Collection entries:
//! 统计计数器
//!
//! 每次运行新建、运行内单调不减的计数器。

/// 队列模型计数器
#[derive(Debug, Default, Clone, Copy, PartialEq, Eq)]
pub struct QueueCounters {
    pub arrivals: u64,
    pub departures: u64,
    pub observations: u64,
    pub idle_observations: u64,
    pub dropped_arrivals: u64,
}

/// 冲突域（CSMA/CD）计数器
#[derive(Debug, Default, Clone, Copy, PartialEq, Eq)]
pub struct CsmaCounters {
    /// 发送尝试总数（发送方 + 冲突节点 + 侦听到忙的节点）
    pub attempts: u64,
    pub successes: u64,
    pub collisions: u64,
    /// 达到重试上限被丢弃的包
    pub dropped: u64,
}

/// `num / den`；分母为 0 时无定义。
pub fn ratio(num: u64, den: u64) -> Option<f64> {
    (den > 0).then(|| num as f64 / den as f64)
}
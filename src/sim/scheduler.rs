//! 事件调度器
//!
//! 维护一次仿真运行的事件最小堆：更新过程事件批量建堆，
//! 运行中产生的事件（如 Departure）按需插入。

use super::event::{Event, EventKind};
use super::scheduled_event::ScheduledEvent;
use super::time::SimTime;
use std::collections::BinaryHeap;
use tracing::trace;

/// 事件调度器：时间戳最小者先出；时间戳相同按插入顺序。
#[derive(Debug, Default)]
pub struct EventScheduler {
    next_seq: u64,
    q: BinaryHeap<ScheduledEvent>,
}

impl EventScheduler {
    pub fn new() -> Self {
        Self::default()
    }

    /// 由若干条预先生成的更新过程批量建堆（O(n) heapify）。
    pub fn from_streams<I>(streams: I) -> Self
    where
        I: IntoIterator<Item = (EventKind, Vec<SimTime>)>,
    {
        let mut next_seq = 0u64;
        let mut items = Vec::new();
        for (kind, times) in streams {
            items.reserve(times.len());
            for at in times {
                items.push(ScheduledEvent {
                    seq: next_seq,
                    ev: Event::new(at, kind),
                });
                next_seq += 1;
            }
        }
        Self {
            next_seq,
            q: BinaryHeap::from(items),
        }
    }

    /// 调度事件
    pub fn schedule(&mut self, ev: Event) {
        let seq = self.next_seq;
        trace!(at = ev.at.secs(), kind = ?ev.kind, seq, "调度事件");
        self.next_seq = self.next_seq.wrapping_add(1);
        self.q.push(ScheduledEvent { seq, ev });
    }

    /// 取出最早的事件；队列耗尽时返回 None（这是一次运行的正常结束信号）。
    pub fn pop(&mut self) -> Option<Event> {
        self.q.pop().map(|item| item.ev)
    }

    pub fn has_next(&self) -> bool {
        !self.q.is_empty()
    }

    pub fn peek_time(&self) -> Option<SimTime> {
        self.q.peek().map(|item| item.ev.at)
    }

    pub fn len(&self) -> usize {
        self.q.len()
    }

    pub fn is_empty(&self) -> bool {
        self.q.is_empty()
    }
}
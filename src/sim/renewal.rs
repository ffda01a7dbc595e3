//! 更新过程（renewal process）事件时间生成

use super::time::SimTime;
use crate::error::{Result, SimError, check_rate};
use crate::rv::Sampler;

/// 单条更新流预计事件数的上限；超过则在分配前拒绝
pub const MAX_STREAM_EVENTS: f64 = 100_000_000.0;

/// 以速率 `rate` 生成 `[0, horizon)` 内的泊松到达时间（升序）。
///
/// 不断累加指数间隔直到越过 horizon，最后一次越界的抽样被丢弃。
pub fn renewal_times(sampler: &mut Sampler, rate: f64, horizon: SimTime) -> Result<Vec<SimTime>> {
    // horizon 为 0 时也要拒绝非法速率
    check_rate(rate)?;
    let expected = rate * horizon.secs();
    if expected.is_nan() || expected > MAX_STREAM_EVENTS {
        return Err(SimError::InvalidConfig(format!(
            "stream at rate {rate} over T={} expects {expected:.0} events (limit {MAX_STREAM_EVENTS:.0})",
            horizon.secs()
        )));
    }

    let mut times = Vec::with_capacity(expected.max(0.0) as usize + 16);
    let mut running = 0.0;
    loop {
        running += sampler.sample(rate)?;
        if running >= horizon.secs() {
            break;
        }
        times.push(SimTime(running));
    }
    Ok(times)
}
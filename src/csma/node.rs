//! 冲突域节点
//!
//! 每个节点持有自己的待发送时间序列（升序，从队首消费）以及两个退避计数器。

use std::collections::VecDeque;

use crate::sim::SimTime;

/// 节点标识符（总线上的位置下标）
#[derive(Debug, Clone, Copy, PartialEq, Eq, Hash, PartialOrd, Ord)]
pub struct NodeId(pub usize);

impl NodeId {
    /// 线性总线上两节点间隔的段数
    pub fn distance(self, other: NodeId) -> usize {
        self.0.abs_diff(other.0)
    }
}

#[derive(Debug, Clone)]
pub struct CollisionNode {
    pub id: NodeId,
    pending: VecDeque<SimTime>,
    /// 连续冲突次数
    pub collision_counter: u32,
    /// 非坚持模式下连续侦听到忙的次数
    pub sense_counter: u32,
}

impl CollisionNode {
    pub fn new(id: NodeId, pending: impl IntoIterator<Item = SimTime>) -> Self {
        let mut pending: Vec<SimTime> = pending.into_iter().collect();
        pending.sort();
        Self {
            id,
            pending: pending.into(),
            collision_counter: 0,
            sense_counter: 0,
        }
    }

    pub fn head(&self) -> Option<SimTime> {
        self.pending.front().copied()
    }

    pub fn pending_len(&self) -> usize {
        self.pending.len()
    }

    pub fn pending(&self) -> impl Iterator<Item = SimTime> + '_ {
        self.pending.iter().copied()
    }

    /// 移除队首包（发送成功或被丢弃）
    pub fn pop_head(&mut self) -> Option<SimTime> {
        self.pending.pop_front()
    }

    /// 把队首包推迟到 `at`；排在后面、早于 `at` 的包一并推迟，保持升序。
    pub fn defer_head(&mut self, at: SimTime) {
        if let Some(head) = self.pending.front_mut() {
            *head = at;
        }
        for t in self.pending.iter_mut().skip(1) {
            if *t >= at {
                break;
            }
            *t = at;
        }
    }

    /// 所有早于 `at` 的待发送包推迟到 `at`（自身发送期间不能再发送）
    pub fn hold_until(&mut self, at: SimTime) {
        for t in self.pending.iter_mut() {
            if *t >= at {
                break;
            }
            *t = at;
        }
    }

    pub fn reset_counters(&mut self) {
        self.collision_counter = 0;
        self.sense_counter = 0;
    }
}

ABOUT THIS EXERCISE → Each record is to be repeated exactly.

REPLY TO THE TASK →
//! 统计计数器
//!
//! 每次运行新建、运行内单调不减的计数器。

/// 队列模型计数器
#[derive(Debug, Default, Clone, Copy, PartialEq, Eq)]
pub struct QueueCounters {
    pub arrivals: u64,
    pub departures: u64,
    pub observations: u64,
    pub idle_observations: u64,
    pub dropped_arrivals: u64,
}

/// 冲突域（CSMA/CD）计数器
#[derive(Debug, Default, Clone, Copy, PartialEq, Eq)]
pub struct CsmaCounters {
    /// 发送尝试总数（发送方 + 冲突节点 + 侦听到忙的节点）
    pub attempts: u64,
    pub successes: u64,
    pub collisions: u64,
    /// 达到重试上限被丢弃的包
    pub dropped: u64,
}

/// `num / den`；分母为 0 时无定义。
pub fn ratio(num: u64, den: u64) -> Option<f64> {
    (den > 0).then(|| num as f64 / den as f64)
}
filename src/sim/scheduler.rs
//! 事件调度器
//!
//! 维护一次仿真运行的事件最小堆：更新过程事件批量建堆，
//! 运行中产生的事件（如 Departure）按需插入。

use super::event::{Event, EventKind};
use super::scheduled_event::ScheduledEvent;
use super::time::SimTime;
use std::collections::BinaryHeap;
use tracing::trace;

/// 事件调度器：时间戳最小者先出；时间戳相同按插入顺序。
#[derive(Debug, Default)]
pub struct EventScheduler {
    next_seq: u64,
    q: BinaryHeap<ScheduledEvent>,
}

impl EventScheduler {
    pub fn new() -> Self {
        Self::default()
    }

    /// 由若干条预先生成的更新过程批量建堆（O(n) heapify）。
    pub fn from_streams<I>(streams: I) -> Self
    where
        I: IntoIterator<Item = (EventKind, Vec<SimTime>)>,
    {
        let mut next_seq = 0u64;
        let mut items = Vec::new();
        for (kind, times) in streams {
            items.reserve(times.len());
            for at in times {
                items.push(ScheduledEvent {
                    seq: next_seq,
                    ev: Event::new(at, kind),
                });
                next_seq += 1;
            }
        }
        Self {
            next_seq,
            q: BinaryHeap::from(items),
        }
    }

    /// 调度事件
    pub fn schedule(&mut self, ev: Event) {
        let seq = self.next_seq;
        trace!(at = ev.at.secs(), kind = ?ev.kind, seq, "调度事件");
        self.next_seq = self.next_seq.wrapping_add(1);
        self.q.push(ScheduledEvent { seq, ev });
    }

    /// 取出最早的事件；队列耗尽时返回 None（这是一次运行的正常结束信号）。
    pub fn pop(&mut self) -> Option<Event> {
        self.q.pop().map(|item| item.ev)
    }

    pub fn has_next(&self) -> bool {
        !self.q.is_empty()
    }

    pub fn peek_time(&self) -> Option<SimTime> {
        self.q.peek().map(|item| item.ev.at)
    }

    pub fn len(&self) -> usize {
        self.q.len()
    }

    pub fn is_empty(&self) -> bool {
        self.q.is_empty()
    }
}
filename src/sim/renewal.rs
repository ffda01a7dbc595e3
//! 更新过程（renewal process）事件时间生成

use super::time::SimTime;
use crate::error::{Result, SimError, check_rate};
use crate::rv::Sampler;

/// 单条更新流预计事件数的上限；超过则在分配前拒绝
pub const MAX_STREAM_EVENTS: f64 = 100_000_000.0;

/// 以速率 `rate` 生成 `[0, horizon)` 内的泊松到达时间（升序）。
///
/// 不断累加指数间隔直到越过 horizon，最后一次越界的抽样被丢弃。
pub fn renewal_times(sampler: &mut Sampler, rate: f64, horizon: SimTime) -> Result<Vec<SimTime>> {
    // horizon 为 0 时也要拒绝非法速率
    check_rate(rate)?;
    let expected = rate * horizon.secs();
    if expected.is_nan() || expected > MAX_STREAM_EVENTS {
        return Err(SimError::InvalidConfig(format!(
            "stream at rate {rate} over T={} expects {expected:.0} events (limit {MAX_STREAM_EVENTS:.0})",
            horizon.secs()
        )));
    }

    let mut times = Vec::with_capacity(expected.max(0.0) as usize + 16);
    let mut running = 0.0;
    loop {
        running += sampler.sample(rate)?;
        if running >= horizon.secs() {
            break;
        }
        times.push(SimTime(running));
    }
    Ok(times)
}
filename src/csma/node.rs
//! 冲突域节点
//!
//! 每个节点持有自己的待发送时间序列（升序，从队首消费）以及两个退避计数器。

use std::collections::VecDeque;

use crate::sim::SimTime;

/// 节点标识符（总线上的位置下标）
#[derive(Debug, Clone, Copy, PartialEq, Eq, Hash, PartialOrd, Ord)]
pub struct NodeId(pub usize);

impl NodeId {
    /// 线性总线上两节点间隔的段数
    pub fn distance(self, other: NodeId) -> usize {
        self.0.abs_diff(other.0)
    }
}

#[derive(Debug, Clone)]
pub struct CollisionNode {
    pub id: NodeId,
    pending: VecDeque<SimTime>,
    /// 连续冲突次数
    pub collision_counter: u32,
    /// 非坚持模式下连续侦听到忙的次数
    pub sense_counter: u32,
}

impl CollisionNode {
    pub fn new(id: NodeId, pending: impl IntoIterator<Item = SimTime>) -> Self {
        let mut pending: Vec<SimTime> = pending.into_iter().collect();
        pending.sort();
        Self {
            id,
            pending: pending.into(),
            collision_counter: 0,
            sense_counter: 0,
        }
    }

    pub fn head(&self) -> Option<SimTime> {
        self.pending.front().copied()
    }

    pub fn pending_len(&self) -> usize {
        self.pending.len()
    }

    pub fn pending(&self) -> impl Iterator<Item = SimTime> + '_ {
        self.pending.iter().copied()
    }

    /// 移除队首包（发送成功或被丢弃）
    pub fn pop_head(&mut self) -> Option<SimTime> {
        self.pending.pop_front()
    }

    /// 把队首包推迟到 `at`；排在后面、早于 `at` 的包一并推迟，保持升序。
    pub fn defer_head(&mut self, at: SimTime) {
        if let Some(head) = self.pending.front_mut() {
            *head = at;
        }
        for t in self.pending.iter_mut().skip(1) {
            if *t >= at {
                break;
            }
            *t = at;
        }
    }

    /// 所有早于 `at` 的待发送包推迟到 `at`（自身发送期间不能再发送）
    pub fn hold_until(&mut self, at: SimTime) {
        for t in self.pending.iter_mut() {
            if *t >= at {
                break;
            }
            *t = at;
        }
    }

    pub fn reset_counters(&mut self) {
        self.collision_counter = 0;
        self.sense_counter = 0;
    }
}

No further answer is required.